THE BONDHOLDERS AND THE PEOPLE

October 7, 1917

Not many years ago one of the favorite cries of those who wished to exploit for their own advantage the often justifiable popular unrest and discontent was that “the people were oppressed in the interest of the bondholders.” The more ardent souls of this type wished to repudiate the national debt, to “wipe it out as with a sponge,” in order to remove the “oppression.” The bondholders were always held up as greedy creatures who had obtained an unfair advantage of the people as a whole.

Well, the Liberty Loan now offers the chance to make the people and the bondholders interchangeable terms. The bonds are issued in such a way that the farmer and the wage-worker have exactly the same chance as the banker to purchase and hold as many or as few as they wish. No matter how small a man’s means, he can get some part of a bond if he wishes. The Government and the big financiers are doing all they can to make the sale as widely distributed as possible. Some bankers are serving without pay in the effort to put all the facts before the people as a whole, and so make the loan in very truth a people’s loan. It rests with the people themselves to decide whether it shall be such.

The Government must have the money. It is a patriotic duty to purchase the bonds. And they offer an absolutely safe investment. The money invested is invested on the best security in the world—that of the United States; of the American Nation itself. The money cannot be lost unless the United States is destroyed, and in that case we would all of us be smashed anyhow, so that it would not make any difference. The people can, if they choose, now make themselves the bondholders. If they do not so choose, and if they force Wall Street to become the largest purchaser of the bonds, which must be bought somehow, then they will have no right in the future to grumble about the bondholders as a special class. We can now, all of us, join that class if we wish.

FACTORIES OF GOOD CITIZENSHIP

October 10, 1917

The training camps for the drafted men of the national army are huge factories for turning out first-class American citizens. Not only are they fitting our people for war; they are fitting them for the work of peace. They are making patriotism, love of country, devotion to the flag, and a sense of duty to others living facts, instead of unreal phrases. The public schools are laboratories of Americanism for our children; the training camps are laboratories of Americanism for our young men.
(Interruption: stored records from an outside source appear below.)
use crate::WhoisServer;

/// Built-in registry list used when the configuration names no servers.
pub fn default_servers() -> Vec<WhoisServer> {
    vec![
        WhoisServer::new("com", "whois.verisign-grs.com"),
        WhoisServer::new("net", "whois.verisign-grs.com"),
        WhoisServer::new("cc", "ccwhois.verisign-grs.com"),
        WhoisServer::new("tv", "tvwhois.verisign-grs.com"),
        WhoisServer::new("org", "whois.publicinterestregistry.org").centralized(),
        WhoisServer::new("info", "whois.nic.info").centralized(),
        WhoisServer::new("biz", "whois.nic.biz").centralized(),
        WhoisServer::new("io", "whois.nic.io").centralized(),
        WhoisServer::new("co", "whois.nic.co").centralized(),
        WhoisServer::new("me", "whois.nic.me").centralized(),
        WhoisServer::new("app", "whois.nic.google").centralized(),
        WhoisServer::new("dev", "whois.nic.google").centralized(),
        WhoisServer::new("edu", "whois.educause.edu").centralized(),
        WhoisServer::new("uk", "whois.nic.uk").centralized(),
        WhoisServer::new("co.uk", "whois.nic.uk").centralized(),
        WhoisServer::new("org.uk", "whois.nic.uk").centralized(),
        WhoisServer::new("de", "whois.denic.de")
            .centralized()
            .with_query_format("-T dn,ace %s\r\n"),
        WhoisServer::new("eu", "whois.eu").centralized(),
        WhoisServer::new("fr", "whois.nic.fr").centralized(),
        WhoisServer::new("nl", "whois.domain-registry.nl").centralized(),
        WhoisServer::new("ru", "whois.tcinet.ru").centralized(),
        WhoisServer::new("jp", "whois.jprs.jp")
            .centralized()
            .with_query_format("%s/e\r\n"),
    ]
}
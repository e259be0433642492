use serde::{Deserialize, Serialize};

use super::errors::ConfigError;
use super::logging::LoggingConfig;
use super::servers::default_servers;
use super::whois::WhoisConfig;
use crate::WhoisServer;

const LOCAL_CONFIG_PATH: &str = "ferrous-whois.toml";
const SYSTEM_CONFIG_PATH: &str = "/etc/ferrous-whois/config.toml";

/// Main configuration structure for Ferrous WHOIS
#[derive(Debug, Clone, Deserialize, Serialize)]
pub struct Config {
    /// Query behaviour (timeouts, referral depth)
    #[serde(default)]
    pub whois: WhoisConfig,

    /// Logging configuration
    #[serde(default)]
    pub logging: LoggingConfig,

    /// Registry endpoints, one entry per zone
    #[serde(default = "default_servers")]
    pub servers: Vec<WhoisServer>,
}

impl Default for Config {
    fn default() -> Self {
        Self {
            whois: WhoisConfig::default(),
            logging: LoggingConfig::default(),
            servers: default_servers(),
        }
    }
}

impl Config {
    /// Load configuration from file or use defaults
    ///
    /// Priority order:
    /// 1. Explicitly provided path
    /// 2. ferrous-whois.toml in current directory
    /// 3. /etc/ferrous-whois/config.toml
    /// 4. Default configuration
    pub fn load(path: Option<&str>, cli_overrides: CliOverrides) -> Result<Self, ConfigError> {
        let mut config = match path.map(str::to_string).or_else(Self::get_config_path) {
            Some(path) => Self::from_file(&path)?,
            None => Self::default(),
        };

        config.apply_cli_overrides(cli_overrides);
        config.normalize_zones();
        Ok(config)
    }

    /// Load configuration from a specific file
    fn from_file(path: &str) -> Result<Self, ConfigError> {
        let contents = std::fs::read_to_string(path)
            .map_err(|e| ConfigError::FileRead(path.to_string(), e.to_string()))?;
        Self::from_toml(&contents)
    }

    pub fn from_toml(contents: &str) -> Result<Self, ConfigError> {
        toml::from_str(contents).map_err(|e| ConfigError::Parse(e.to_string()))
    }

    /// Apply command-line overrides to configuration
    fn apply_cli_overrides(&mut self, overrides: CliOverrides) {
        if let Some(level) = overrides.log_level {
            self.logging.level = level;
        }
        if let Some(timeout) = overrides.timeout_secs {
            self.whois.timeout_secs = timeout;
        }
    }

    fn normalize_zones(&mut self) {
        for server in &mut self.servers {
            server.zone = crate::zone::normalize_zone(&server.zone);
        }
    }

    /// Validate configuration
    pub fn validate(&self) -> Result<(), ConfigError> {
        if self.whois.timeout_secs == 0 {
            return Err(ConfigError::Validation(
                "Query timeout cannot be 0".to_string(),
            ));
        }

        if self.servers.is_empty() {
            return Err(ConfigError::Validation(
                "No whois servers configured".to_string(),
            ));
        }

        for server in &self.servers {
            server.validate().map_err(ConfigError::Validation)?;
        }

        Ok(())
    }

    /// Get the path to the configuration file being used
    pub fn get_config_path() -> Option<String> {
        if std::path::Path::new(LOCAL_CONFIG_PATH).exists() {
            Some(LOCAL_CONFIG_PATH.to_string())
        } else if std::path::Path::new(SYSTEM_CONFIG_PATH).exists() {
            Some(SYSTEM_CONFIG_PATH.to_string())
        } else {
            None
        }
    }
}

/// Command-line overrides for configuration
#[derive(Debug, Default)]
pub struct CliOverrides {
    pub log_level: Option<String>,
    pub timeout_secs: Option<u64>,
}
I have just seen a party of drafted men from the East Side of New York City start for Camp Upton with a band playing, an American flag flying. And two of their number in front, one dressed as Uncle Sam, and the other as the Kaiser, dragged along in manacles. There is no fifty-fifty Americanism in men with such spirit. A captain at this camp, a Plattsburg man, told me that his company of East Side New Yorkers showed all the intelligence and the zealous desire to learn which the fine young college graduates at Plattsburg have shown. Another captain told me that one of his men, a young Jew, had come to him and said that at first the East Siders had hated coming, not knowing what was ahead of them, but that now they felt that they were in a University of American Citizenship. A surgeon in the camp told me that men also, proved physically lacking after a week’s trial, were in most cases bitterly chagrined at being sent away. A colonel from a Southern camp has reported that already his country boys from the remote farms are straightening and broadening morally, mentally, and physically, and that the improvement is really incalculable. From every camp we hear of the eagerness with which the men are doing their duty, of their resourcefulness and of the real patriotism which is being rapidly learned. All this means not merely good soldiers in war, but good citizens in peace; it means an immense growth in the spirit of Americanism.

The young men are learning to be efficient, alert, self-respectful and respectful of others; they are learning to scorn laziness, slackness, and cowardice. All are serving on a precise equality of privilege and of duty and are judged each only on his merits. The sons of the foreign-born learn that they are exactly as good Americans as any one else, and when they return to their home their families will learn it, too.